And he lifted Mengele’s dead hand to his lips and savagely bit off the thumb at the nearly severed joint He spat the bloody joint into his hand. A sense of release came over him, like a baptism, and he flung the hand away from him and stood up. His lips were red and glistening with Mengele’s blood.
He glared at the Indians and began to walk toward them, as they started to back respectfully away from him. Like all primitives, they knew that madness is inspired by the gods. Then he stopped. He heard Rolf angrily cursing in German and Spanish, outside. He was screaming at the Indians to get out of his way. Caine had only a few seconds left.
Instantly he whirled, leaped over the body, and ran for Mengele’s office, clutching the bleeding finger in his fist. The doorpost cracked with a loud snap from the .300 caliber slug as he ran past it. He charged across the room and dived headfirst through the window, tearing the screen away and taking it with him as he rolled on the dark ground. He ran across the dark compound with sudden zigzags, like a fleeing rabbit, as the shots of the Winchester echoed through the night.
He stumbled and seemed to hear the hum of a bullet as it whizzed through the space where his head had been. He was tumbling in the mud and suddenly found himself waist-deep in the stream. He dived under the surface, letting the current carry him toward the black wall of the jungle’s edge.

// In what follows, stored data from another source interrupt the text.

//! Encoding and decoding helpers between Rust domain types and the plain-text
//! representations stored in SQLite columns.
//!
//! Timestamps are stored as RFC 3339 strings and calendar dates as
//! `YYYY-MM-DD`. UUIDs are stored as hyphenated lowercase strings. Contact
//! accounts and invoice items are stored as compact JSON.

use chrono::{DateTime, NaiveDate, Utc};
use roster_core::{
  change::Change,
  contact::{AnyContactAccount, ContactAccounts},
  group::Group,
  invoice::{Invoice, InvoiceItem, InvoiceState, Payment},
  person::{Gender, Person},
  qualification::{Qualification, QualificationKind, QualificationWithKind},
  record::{PersonRecord, RoleInGroup},
  role::Role,
};
use rusqlite::types::Value;
use uuid::Uuid;

use crate::{Error, Result};

// ─── Scalars ─────────────────────────────────────────────────────────────────

pub fn encode_uuid(id: Uuid) -> String { id.hyphenated().to_string() }

pub fn decode_uuid(s: &str) -> Result<Uuid> { Ok(Uuid::parse_str(s)?) }

pub fn decode_opt_uuid(s: Option<String>) -> Result<Option<Uuid>> {
  s.as_deref().map(decode_uuid).transpose()
}

pub fn encode_dt(dt: DateTime<Utc>) -> String { dt.to_rfc3339() }

pub fn decode_dt(s: &str) -> Result<DateTime<Utc>> {
  DateTime::parse_from_rfc3339(s)
    .map(|dt| dt.with_timezone(&Utc))
    .map_err(|e| Error::DateParse(e.to_string()))
}

pub fn encode_date(d: NaiveDate) -> String { d.format("%Y-%m-%d").to_string() }

pub fn decode_date(s: &str) -> Result<NaiveDate> {
  NaiveDate::parse_from_str(s, "%Y-%m-%d")
    .map_err(|e| Error::DateParse(format!("{s:?}: {e}")))
}

fn decode_opt_date(s: Option<String>) -> Result<Option<NaiveDate>> {
  s.as_deref().map(decode_date).transpose()
}

fn text(s: impl Into<String>) -> Value { Value::Text(s.into()) }

fn opt_text(s: Option<impl Into<String>>) -> Value {
  s.map_or(Value::Null, |s| Value::Text(s.into()))
}

fn uuid(id: Uuid) -> Value { text(encode_uuid(id)) }

fn opt_uuid(id: Option<Uuid>) -> Value { opt_text(id.map(encode_uuid)) }

fn opt_date(d: Option<NaiveDate>) -> Value { opt_text(d.map(encode_date)) }

// ─── Row types ───────────────────────────────────────────────────────────────

/// Raw strings read directly from a `groups` row.
pub struct RawGroup {
  pub group_id:       String,
  pub name:           String,
  pub group_type:     String,
  pub parent_id:      Option<String>,
  pub layer_group_id: String,
  pub privacy_policy: Option<String>,
  pub created_at:     String,
}

pub const GROUP_COLUMNS: &str = "group_id, name, group_type, parent_id, \
                                 layer_group_id, privacy_policy, created_at";

impl RawGroup {
  pub fn from_row(row: &rusqlite::Row<'_>) -> rusqlite::Result<Self> {
    Ok(Self {
      group_id:       row.get(0)?,
      name:           row.get(1)?,
      group_type:     row.get(2)?,
      parent_id:      row.get(3)?,
      layer_group_id: row.get(4)?,
      privacy_policy: row.get(5)?,
      created_at:     row.get(6)?,
    })
  }

  pub fn into_group(self) -> Result<Group> {
    Ok(Group {
      group_id:       decode_uuid(&self.group_id)?,
      name:           self.name,
      group_type:     self.group_type,
      parent_id:      decode_opt_uuid(self.parent_id)?,
      layer_group_id: decode_uuid(&self.layer_group_id)?,
      privacy_policy: self.privacy_policy,
      created_at:     decode_dt(&self.created_at)?,
    })
  }
}

/// Raw values read from a `people` row. Column order is [`PERSON_COLUMNS`].
pub struct RawPerson {
  pub person_id:                  String,
  pub first_name:                 Option<String>,
  pub last_name:                  Option<String>,
  pub nickname:                   Option<String>,
  pub company_name:               Option<String>,
  pub company:                    bool,
  pub email:                      Option<String>,
  pub street:                     Option<String>,
  pub housenumber:                Option<String>,
  pub zip_code:                   Option<String>,
  pub town:                       Option<String>,
  pub country:                    Option<String>,
  pub gender:                     Option<String>,
  pub birthday:                   Option<String>,
  pub primary_group_id:           Option<String>,
  pub privacy_policy_accepted_at: Option<String>,
  pub created_at:                 String,
}

pub const PERSON_COLUMNS: &str = "p.person_id, p.first_name, p.last_name, \
  p.nickname, p.company_name, p.company, p.email, p.street, p.housenumber, \
  p.zip_code, p.town, p.country, p.gender, p.birthday, p.primary_group_id, \
  p.privacy_policy_accepted_at, p.created_at";

/// Number of columns in [`PERSON_COLUMNS`].
pub const PERSON_COLUMN_COUNT: usize = 17;

impl RawPerson {
  pub fn from_row(row: &rusqlite::Row<'_>) -> rusqlite::Result<Self> {
    Ok(Self {
      person_id:                  row.get(0)?,
      first_name:                 row.get(1)?,
      last_name:                  row.get(2)?,
      nickname:                   row.get(3)?,
      company_name:               row.get(4)?,
      company:                    row.get(5)?,
      email:                      row.get(6)?,
      street:                     row.get(7)?,
      housenumber:                row.get(8)?,
      zip_code:                   row.get(9)?,
      town:                       row.get(10)?,
      country:                    row.get(11)?,
      gender:                     row.get(12)?,
      birthday:                   row.get(13)?,
      primary_group_id:           row.get(14)?,
      privacy_policy_accepted_at: row.get(15)?,
      created_at:                 row.get(16)?,
    })
  }

  pub fn into_person(self) -> Result<Person> {
    Ok(Person {
      person_id:                  decode_uuid(&self.person_id)?,
      first_name:                 self.first_name,
      last_name:                  self.last_name,
      nickname:                   self.nickname,
      company_name:               self.company_name,
      company:                    self.company,
      email:                      self.email,
      street:                     self.street,
      housenumber:                self.housenumber,
      zip_code:                   self.zip_code,
      town:                       self.town,
      country:                    self.country,
      gender:                     self.gender.as_deref().and_then(Gender::parse),
      birthday:                   decode_opt_date(self.birthday)?,
      primary_group_id:           decode_opt_uuid(self.primary_group_id)?,
      privacy_policy_accepted_at: self
        .privacy_policy_accepted_at
        .as_deref()
        .map(decode_dt)
        .transpose()?,
      created_at:                 decode_dt(&self.created_at)?,
    })
  }
}

/// Raw strings read from a `roles` row, optionally joined with its group.
pub struct RawRole {
  pub role_id:    String,
  pub person_id:  String,
  pub group_id:   String,
  pub role_type:  String,
  pub label:      Option<String>,
  pub start_on:   Option<String>,
  pub end_on:     Option<String>,
  pub created_at: String,
}

pub const ROLE_COLUMNS: &str = "r.role_id, r.person_id, r.group_id, \
  r.role_type, r.label, r.start_on, r.end_on, r.created_at";

impl RawRole {
  pub fn from_row(row: &rusqlite::Row<'_>) -> rusqlite::Result<Self> {
    Ok(Self {
      role_id:    row.get(0)?,
      person_id:  row.get(1)?,
      group_id:   row.get(2)?,
      role_type:  row.get(3)?,
      label:      row.get(4)?,
      start_on:   row.get(5)?,
      end_on:     row.get(6)?,
      created_at: row.get(7)?,
    })
  }

  pub fn into_role(self) -> Result<Role> {
    Ok(Role {
      role_id:    decode_uuid(&self.role_id)?,
      person_id:  decode_uuid(&self.person_id)?,
      group_id:   decode_uuid(&self.group_id)?,
      role_type:  self.role_type,
      label:      self.label,
      start_on:   decode_opt_date(self.start_on)?,
      end_on:     decode_opt_date(self.end_on)?,
      created_at: decode_dt(&self.created_at)?,
    })
  }
}

/// A role row joined with the names of its group and layer.
pub struct RawRoleInGroup {
  pub role:       RawRole,
  pub group_name: String,
  pub group_type: String,
  pub layer_name: Option<String>,
}

impl RawRoleInGroup {
  pub fn into_role_in_group(self) -> Result<RoleInGroup> {
    Ok(RoleInGroup {
      role:       self.role.into_role()?,
      group_name: self.group_name,
      group_type: self.group_type,
      layer_name: self.layer_name,
    })
  }
}

/// `category` and `account_json` of a `contact_accounts` row.
pub struct RawAccount {
  pub category:     String,
  pub account_json: String,
}

impl RawAccount {
  pub fn into_account(self) -> Result<AnyContactAccount> {
    let json: serde_json::Value = serde_json::from_str(&self.account_json)?;
    Ok(AnyContactAccount::from_parts(&self.category, json)?)
  }
}

pub struct RawKind {
  pub kind_id:        String,
  pub label:          String,
  pub validity_years: Option<u32>,
}

impl RawKind {
  pub fn into_kind(self) -> Result<QualificationKind> {
    Ok(QualificationKind {
      kind_id:        decode_uuid(&self.kind_id)?,
      label:          self.label,
      validity_years: self.validity_years,
    })
  }
}

/// A `qualifications` row joined with its kind.
pub struct RawQualification {
  pub qualification_id: String,
  pub person_id:        String,
  pub start_at:         Option<String>,
  pub finish_at:        Option<String>,
  pub origin:           Option<String>,
  pub kind:             RawKind,
}

impl RawQualification {
  pub fn into_qualification(self) -> Result<QualificationWithKind> {
    let kind = self.kind.into_kind()?;
    Ok(QualificationWithKind {
      qualification: Qualification {
        qualification_id: decode_uuid(&self.qualification_id)?,
        person_id:        decode_uuid(&self.person_id)?,
        kind_id:          kind.kind_id,
        start_at:         decode_opt_date(self.start_at)?,
        finish_at:        decode_opt_date(self.finish_at)?,
        origin:           self.origin,
      },
      kind,
    })
  }
}

pub struct RawInvoice {
  pub invoice_id:      String,
  pub group_id:        String,
  pub recipient_id:    String,
  pub title:           String,
  pub items_json:      String,
  pub state:           String,
  pub sequence_number: Option<String>,
  pub issued_at:       Option<String>,
  pub sent_at:         Option<String>,
  pub due_at:          Option<String>,
  pub amount_paid:     i64,
  pub created_at:      String,
}

pub const INVOICE_COLUMNS: &str = "invoice_id, group_id, recipient_id, title, \
  items_json, state, sequence_number, issued_at, sent_at, due_at, \
  amount_paid, created_at";

impl RawInvoice {
  pub fn from_row(row: &rusqlite::Row<'_>) -> rusqlite::Result<Self> {
    Ok(Self {
      invoice_id:      row.get(0)?,
      group_id:        row.get(1)?,
      recipient_id:    row.get(2)?,
      title:           row.get(3)?,
      items_json:      row.get(4)?,
      state:           row.get(5)?,
      sequence_number: row.get(6)?,
      issued_at:       row.get(7)?,
      sent_at:         row.get(8)?,
      due_at:          row.get(9)?,
      amount_paid:     row.get(10)?,
      created_at:      row.get(11)?,
    })
  }

  pub fn into_invoice(self) -> Result<Invoice> {
    let items: Vec<InvoiceItem> = serde_json::from_str(&self.items_json)?;
    let state = self
      .state
      .parse::<InvoiceState>()
      .map_err(|_| Error::Decode(format!("invoice state {:?}", self.state)))?;
    Ok(Invoice {
      invoice_id: decode_uuid(&self.invoice_id)?,
      group_id: decode_uuid(&self.group_id)?,
      recipient_id: decode_uuid(&self.recipient_id)?,
      title: self.title,
      items,
      state,
      sequence_number: self.sequence_number,
      issued_at: decode_opt_date(self.issued_at)?,
      sent_at: decode_opt_date(self.sent_at)?,
      due_at: decode_opt_date(self.due_at)?,
      amount_paid: self.amount_paid,
      created_at: decode_dt(&self.created_at)?,
    })
  }
}

pub struct RawPayment {
  pub payment_id:  String,
  pub invoice_id:  String,
  pub amount:      i64,
  pub received_at: String,
  pub reference:   Option<String>,
}

impl RawPayment {
  pub fn into_payment(self) -> Result<Payment> {
    Ok(Payment {
      payment_id:  decode_uuid(&self.payment_id)?,
      invoice_id:  decode_uuid(&self.invoice_id)?,
      amount:      self.amount,
      received_at: decode_date(&self.received_at)?,
      reference:   self.reference,
    })
  }
}

/// Everything read for one [`PersonRecord`].
pub struct RawRecord {
  pub person:          RawPerson,
  pub role_with_layer: Option<String>,
  pub layer_group:     Option<String>,
  pub primary_group:   Option<String>,
  pub tags:            Vec<String>,
  pub roles:           Vec<RawRoleInGroup>,
  pub accounts:        Vec<RawAccount>,
  pub qualifications:  Vec<RawQualification>,
}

The water was cool and soothing as he floated with the current. It felt like balm to his burning skin and the tension began to drain away. He wanted to float forever down the stream, like a log, drifting into a peace he had never known. The coolness touched him with a sense of absolution and he was almost asleep when he came to with a sudden jerk, thrashing and sputtering in the stream. A part of his mind was sounding a desperate alarm—unless he got moving, they would kill him.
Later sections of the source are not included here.